Backlinks for custom (automated) footnotes

I’m developing a custom, shortcode-based footnote formatting for my articles. The intent is to automate the creation and coordination of footnotes, by relying on the nth argument provided for shortcodes. Zola docs even mention it as a useful tool for creating footnotes and such.

The problem is: with the way footnote count is automated, there’s no way for me to link back to a specific note without having to manually count the notes in a finished article before publishing. The intent, may I remind you, is to avoid this part of manual work.

While there is a way to label a custom footnote element with a unique ID, there’s no way to extract the footnote’s actual, user-facing ID (which is numeric and ascending, as is common for footnotes, and – again, generated automatically).

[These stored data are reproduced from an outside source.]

//! The network manager.
//!
//! # Data Flow
//! ```text
//! Manager::new(n)
//!     → n worker threads (worker.rs), one current-thread runtime each
//!     → Core: settings, socket arena, statistics, memory context
//!
//! listen_* / *_connect (net/)
//!     → socket registered in the arena
//!     → driver task spawned on the owning worker
//!     → callbacks run on that worker only
//!
//! task_enqueue / work_offload
//!     → job queue of a worker / blocking pool, then back to the worker
//! ```
//!
//! # Design Decisions
//! - A socket never migrates between workers
//! - Settings are an atomically swapped snapshot; readers never block
//! - Sockets refer to the core, not to the manager; dropping the last
//!   `Manager` starts shutdown even while listeners exist

pub mod settings;
pub(crate) mod worker;

use std::future::Future;
use std::sync::atomic::{AtomicBool, AtomicU64, Ordering};
use std::sync::{Arc, Mutex, OnceLock, Weak};
use std::thread::JoinHandle;
use std::time::Duration;

use arc_swap::ArcSwap;
use dashmap::DashMap;
use rand::Rng;

use crate::error::{NetError, Result};
use crate::mem::MemContext;
use crate::net::socket::{SocketId, SocketInner};
use crate::net::SocketKind;
use crate::observability::{StatCounter, StatsSink};

pub use settings::{NetBuffers, Settings, Timeouts};
use worker::{Control, Job, PauseGate, Worker, WorkerEvent, WorkerHandle};

static MANAGER_ID_COUNTER: AtomicU64 = AtomicU64::new(1);

/// State shared by the manager, its sockets and its handles.
pub(crate) struct Core {
    id: u64,
    workers: Vec<WorkerHandle>,
    settings: ArcSwap<Settings>,
    sockets: DashMap<SocketId, Arc<SocketInner>>,
    pause: Arc<PauseGate>,
    stats: OnceLock<Arc<dyn StatsSink>>,
    mem: MemContext,
    shutting_down: AtomicBool,
    manager: Weak<ManagerInner>,
}

impl Core {
    pub(crate) fn nworkers(&self) -> usize {
        self.workers.len()
    }

    pub(crate) fn settings(&self) -> Arc<Settings> {
        self.settings.load_full()
    }

    pub(crate) fn mem(&self) -> &MemContext {
        &self.mem
    }

    pub(crate) fn manager(&self) -> Option<Manager> {
        self.manager.upgrade().map(|inner| Manager { inner })
    }

    /// Worker index of the calling thread within this manager.
    pub(crate) fn local_tid(&self) -> Option<usize> {
        worker::local_tid(self.id)
    }

    /// The caller's own worker, or a random one from outside the pool.
    pub(crate) fn pick_tid(&self) -> usize {
        self.local_tid()
            .unwrap_or_else(|| rand::thread_rng().gen_range(0..self.nworkers()))
    }

    pub(crate) fn is_shutting_down(&self) -> bool {
        self.shutting_down.load(Ordering::Acquire)
    }

    fn submit(&self, tid: usize, job: Job) -> std::result::Result<(), Job> {
        match self.workers[tid].jobs.send(WorkerEvent::Job(job)) {
            Ok(()) => Ok(()),
            Err(err) => match err.0 {
                WorkerEvent::Job(job) => Err(job),
                WorkerEvent::Stop => Ok(()),
            },
        }
    }

    /// Queue `job` on worker `tid`. Once the worker is gone the job runs inline.
    pub(crate) fn enqueue<F>(&self, tid: usize, job: F)
    where
        F: FnOnce() + Send + 'static,
    {
        if let Err(job) = self.submit(tid, Box::new(job)) {
            job();
        }
    }

    /// Spawn a task on worker `tid`'s runtime.
    ///
    /// If the worker has stopped the future is dropped without being polled.
    pub(crate) fn spawn_on<F>(&self, tid: usize, fut: F)
    where
        F: Future<Output = ()> + Send + 'static,
    {
        if self.local_tid() == Some(tid) {
            if let Ok(rt) = tokio::runtime::Handle::try_current() {
                rt.spawn(fut);
            }
            return;
        }
        let _ = self.submit(
            tid,
            Box::new(move || {
                tokio::spawn(fut);
            }),
        );
    }

    /// Run `job` once per worker, on the calling thread, inside that
    /// worker's runtime context.
    ///
    /// Sockets registered and tasks spawned by `job` belong to the worker,
    /// but nothing waits for it: paused or busy workers pick the tasks up
    /// when they next poll.
    pub(crate) fn register_on_all<F>(&self, mut job: F)
    where
        F: FnMut(usize),
    {
        for (tid, worker) in self.workers.iter().enumerate() {
            let _runtime = worker.runtime.enter();
            job(tid);
        }
    }

    pub(crate) fn register(&self, sock: Arc<SocketInner>) {
        self.stat(sock.kind, StatCounter::Open);
        self.stat(sock.kind, StatCounter::Active);
        self.sockets.insert(sock.id, sock);
    }

    pub(crate) fn unregister(&self, id: SocketId, kind: SocketKind) {
        if self.sockets.remove(&id).is_some() {
            self.stat(kind, StatCounter::Close);
            self.stat_decrement(kind, StatCounter::Active);
        }
    }

    pub(crate) fn socket(&self, id: SocketId) -> Option<Arc<SocketInner>> {
        self.sockets.get(&id).map(|entry| entry.value().clone())
    }

    pub(crate) fn socket_count(&self) -> usize {
        self.sockets.len()
    }

    pub(crate) fn stat(&self, kind: SocketKind, counter: StatCounter) {
        if let Some(stats) = self.stats.get() {
            stats.increment(kind, counter);
        }
    }

    pub(crate) fn stat_decrement(&self, kind: SocketKind, counter: StatCounter) {
        if let Some(stats) = self.stats.get() {
            stats.decrement(kind, counter);
        }
    }

    fn shutdown(&self) {
        if self.shutting_down.swap(true, Ordering::AcqRel) {
            return;
        }
        tracing::info!(
            workers = self.nworkers(),
            sockets = self.socket_count(),
            "Network manager shutting down"
        );

        self.pause.release();

        // Collect first: closing a socket removes it from the arena.
        let sockets: Vec<_> = self.sockets.iter().map(|e| e.value().clone()).collect();
        for sock in sockets {
            sock.close(Some(NetError::ShuttingDown));
        }

        for worker in &self.workers {
            let _ = worker.jobs.send(WorkerEvent::Stop);
        }
    }
}

pub(crate) struct ManagerInner {
    core: Arc<Core>,
    threads: Mutex<Vec<JoinHandle<()>>>,
}

impl Drop for ManagerInner {
    fn drop(&mut self) {
        self.core.shutdown();
    }
}

/// Owner of the worker pool. Cloning attaches, dropping detaches.
///
/// When the last `Manager` goes away every socket is closed, active read
/// callbacks receive [`NetError::ShuttingDown`], and the workers stop.
#[derive(Clone)]
pub struct Manager {
    inner: Arc<ManagerInner>,
}

impl std::fmt::Debug for Manager {
    fn fmt(&self, f: &mut std::fmt::Formatter<'_>) -> std::fmt::Result {
        f.debug_struct("Manager")
            .field("workers", &self.workers())
            .field("sockets", &self.inner.core.socket_count())
            .finish()
    }
}

impl Manager {
    /// Start a manager with `workers` I/O threads.
    ///
    /// # Panics
    /// Panics if `workers` is zero.
    pub fn new(workers: usize) -> Result<Manager> {
        assert!(workers > 0, "a network manager needs at least one worker");

        let id = MANAGER_ID_COUNTER.fetch_add(1, Ordering::Relaxed);
        let pause = Arc::new(PauseGate::default());
        let mut handles = Vec::with_capacity(workers);
        let mut threads = Vec::with_capacity(workers);
        for tid in 0..workers {
            let (handle, thread) = Worker::spawn(id, tid, pause.clone())?;
            handles.push(handle);
            threads.push(thread);
        }

        let inner = Arc::new_cyclic(|weak| ManagerInner {
            core: Arc::new(Core {
                id,
                workers: handles,
                settings: ArcSwap::from_pointee(Settings::default()),
                sockets: DashMap::new(),
                pause,
                stats: OnceLock::new(),
                mem: MemContext::new("netmgr"),
                shutting_down: AtomicBool::new(false),
                manager: weak.clone(),
            }),
            threads: Mutex::new(threads),
        });

        tracing::info!(workers, "Network manager started");
        Ok(Manager { inner })
    }

    pub(crate) fn core(&self) -> &Arc<Core> {
        &self.inner.core
    }

    /// Number of worker threads.
    pub fn workers(&self) -> usize {
        self.inner.core.nworkers()
    }

    /// Worker index of the calling thread, or `None` off the pool.
    pub fn tid() -> Option<usize> {
        worker::current_tid()
    }

    /// Pretend the calling thread is worker `tid`. Test support only.
    #[doc(hidden)]
    pub fn force_tid(tid: Option<usize>) {
        worker::set_current(tid.map(|tid| (0, tid)));
    }

    pub fn memctx(&self) -> &MemContext {
        self.inner.core.mem()
    }

    /// Number of sockets that have not finished closing.
    pub fn socket_count(&self) -> usize {
        self.inner.core.socket_count()
    }

    pub fn settings(&self) -> Arc<Settings> {
        self.inner.core.settings()
    }

    pub fn set_timeouts(&self, timeouts: Timeouts) {
        self.inner.core.settings.rcu(|current| Settings {
            timeouts,
            ..(**current).clone()
        });
    }

    pub fn timeouts(&self) -> Timeouts {
        self.settings().timeouts
    }

    pub fn set_net_buffers(&self, buffers: NetBuffers) {
        self.inner.core.settings.rcu(|current| Settings {
            buffers,
            ..(**current).clone()
        });
    }

    pub fn net_buffers(&self) -> NetBuffers {
        self.settings().buffers
    }

    /// Cap the size of UDP datagrams; larger ones are silently dropped.
    pub fn set_max_udp(&self, max_udp: usize) {
        self.inner.core.settings.rcu(|current| Settings {
            max_udp,
            ..(**current).clone()
        });
    }

    pub fn max_udp(&self) -> usize {
        self.settings().max_udp
    }

    /// Install the statistics sink. Only the first call has an effect.
    pub fn set_stats(&self, stats: Arc<dyn StatsSink>) {
        if self.inner.core.stats.set(stats).is_err() {
            tracing::warn!("Statistics sink already set; ignoring");
        }
    }

    /// Suspend every worker and return once all of them are parked.
    ///
    /// From a worker thread, every other worker is parked; the caller is
    /// quiescent by construction.
    ///
    /// # Panics
    /// Panics if the manager is already paused.
    pub fn pause(&self) {
        let core = &self.inner.core;
        let generation = core.pause.begin();
        let me = core.local_tid();

        let (ack_tx, ack_rx) = std::sync::mpsc::channel();
        let mut expected = 0;
        for (tid, worker) in core.workers.iter().enumerate() {
            if Some(tid) == me {
                continue;
            }
            let request = Control::Pause {
                ack: ack_tx.clone(),
                generation,
            };
            if worker.control.send(request).is_ok() {
                expected += 1;
            }
        }
        drop(ack_tx);

        for _ in 0..expected {
            if ack_rx.recv().is_err() {
                break;
            }
        }
        tracing::debug!(workers = expected, "Network manager paused");
    }

    /// Let paused workers continue.
    ///
    /// # Panics
    /// Panics if the manager is not paused.
    pub fn resume(&self) {
        self.inner.core.pause.end();
        tracing::debug!("Network manager resumed");
    }

    /// Run `task` on a worker: `Some(tid)` is taken modulo the worker count,
    /// `None` picks one at random. Tasks for one worker run in FIFO order.
    pub fn task_enqueue<F>(&self, task: F, tid: Option<usize>)
    where
        F: FnOnce() + Send + 'static,
    {
        let core = &self.inner.core;
        let tid = match tid {
            Some(tid) => tid % core.nworkers(),
            None => rand::thread_rng().gen_range(0..core.nworkers()),
        };
        core.enqueue(tid, task);
    }

    /// Run blocking `work` off the event loop, then `after` with its result
    /// back on the calling worker.
    ///
    /// # Panics
    /// Panics when not called from one of this manager's workers.
    pub fn work_offload<T, W, A>(&self, work: W, after: A)
    where
        T: Send + 'static,
        W: FnOnce() -> T + Send + 'static,
        A: FnOnce(Result<T>) + Send + 'static,
    {
        let core = &self.inner.core;
        assert!(
            core.local_tid().is_some(),
            "work_offload() must be called from a worker thread"
        );
        if core.is_shutting_down() {
            after(Err(NetError::ShuttingDown));
            return;
        }

        tokio::spawn(async move {
            let result = tokio::task::spawn_blocking(work).await.map_err(|e| {
                tracing::error!(error = %e, "Offloaded work did not complete");
                NetError::Canceled
            });
            after(result);
        });
    }

    /// Wait for every other reference to go, shut down, and join the workers.
    ///
    /// # Panics
    /// Panics when called from a worker thread.
    pub fn destroy(self) {
        assert!(
            self.inner.core.local_tid().is_none(),
            "destroy() cannot be called from a worker thread"
        );

        while Arc::strong_count(&self.inner) > 1 {
            std::thread::sleep(Duration::from_millis(10));
        }

        self.inner.core.shutdown();
        let threads = std::mem::take(
            &mut *self
                .inner
                .threads
                .lock()
                .unwrap_or_else(|p| p.into_inner()),
        );
        for thread in threads {
            if thread.join().is_err() {
                tracing::error!("Worker thread panicked");
            }
        }
        tracing::info!("Network manager destroyed");
    }
}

What I could have done, if it were possible, is give a footnote a unique ID (along with a user-facing one), and then link back to this particular note using its unique ID by displaying its user-facing ID.

For example:

In this book¹¹, George talks about <...>
¹¹ On Nature of Things, Kevin George, 1998, p. 11
<...>
As mentioned in the book²¹, the conversation...
²¹ same book as in note 11, pp. 182—187

…where each footnote numeral (e.g. In this book¹¹) links to said footnote’s element (e.g. ¹¹ On Nature of Things) with a <a href="#footnote{{nth}}"> element.

In the example above, getting notes 11 and 21 is easy, but getting note 21 to link to 11 – without me going back and looking up which note that is – is basically impossible.

So far, I’ve tried creating a global reference object within the article Markdown document, manually entering the unique ID (but not the user-facing one) into it as a key, and then assigning the value (i.e., the user-facing ID a backlink would display) at shortcode-assisted generation of foonotes. This isn’t possible: Zola becomes upset with me for trying to {% set %} something within a conditional {% if %} clause:

[after rendering the footnote element]

{% if unique %}
{% set_global reference[unique] = nth %}
{% endif %}

No other method comes to mind.

Is it even possible to automate something like this? Setting up the reference object via frontmatter is also possible, but I don’t believe shortcodes/templates can write to TOML from within a document.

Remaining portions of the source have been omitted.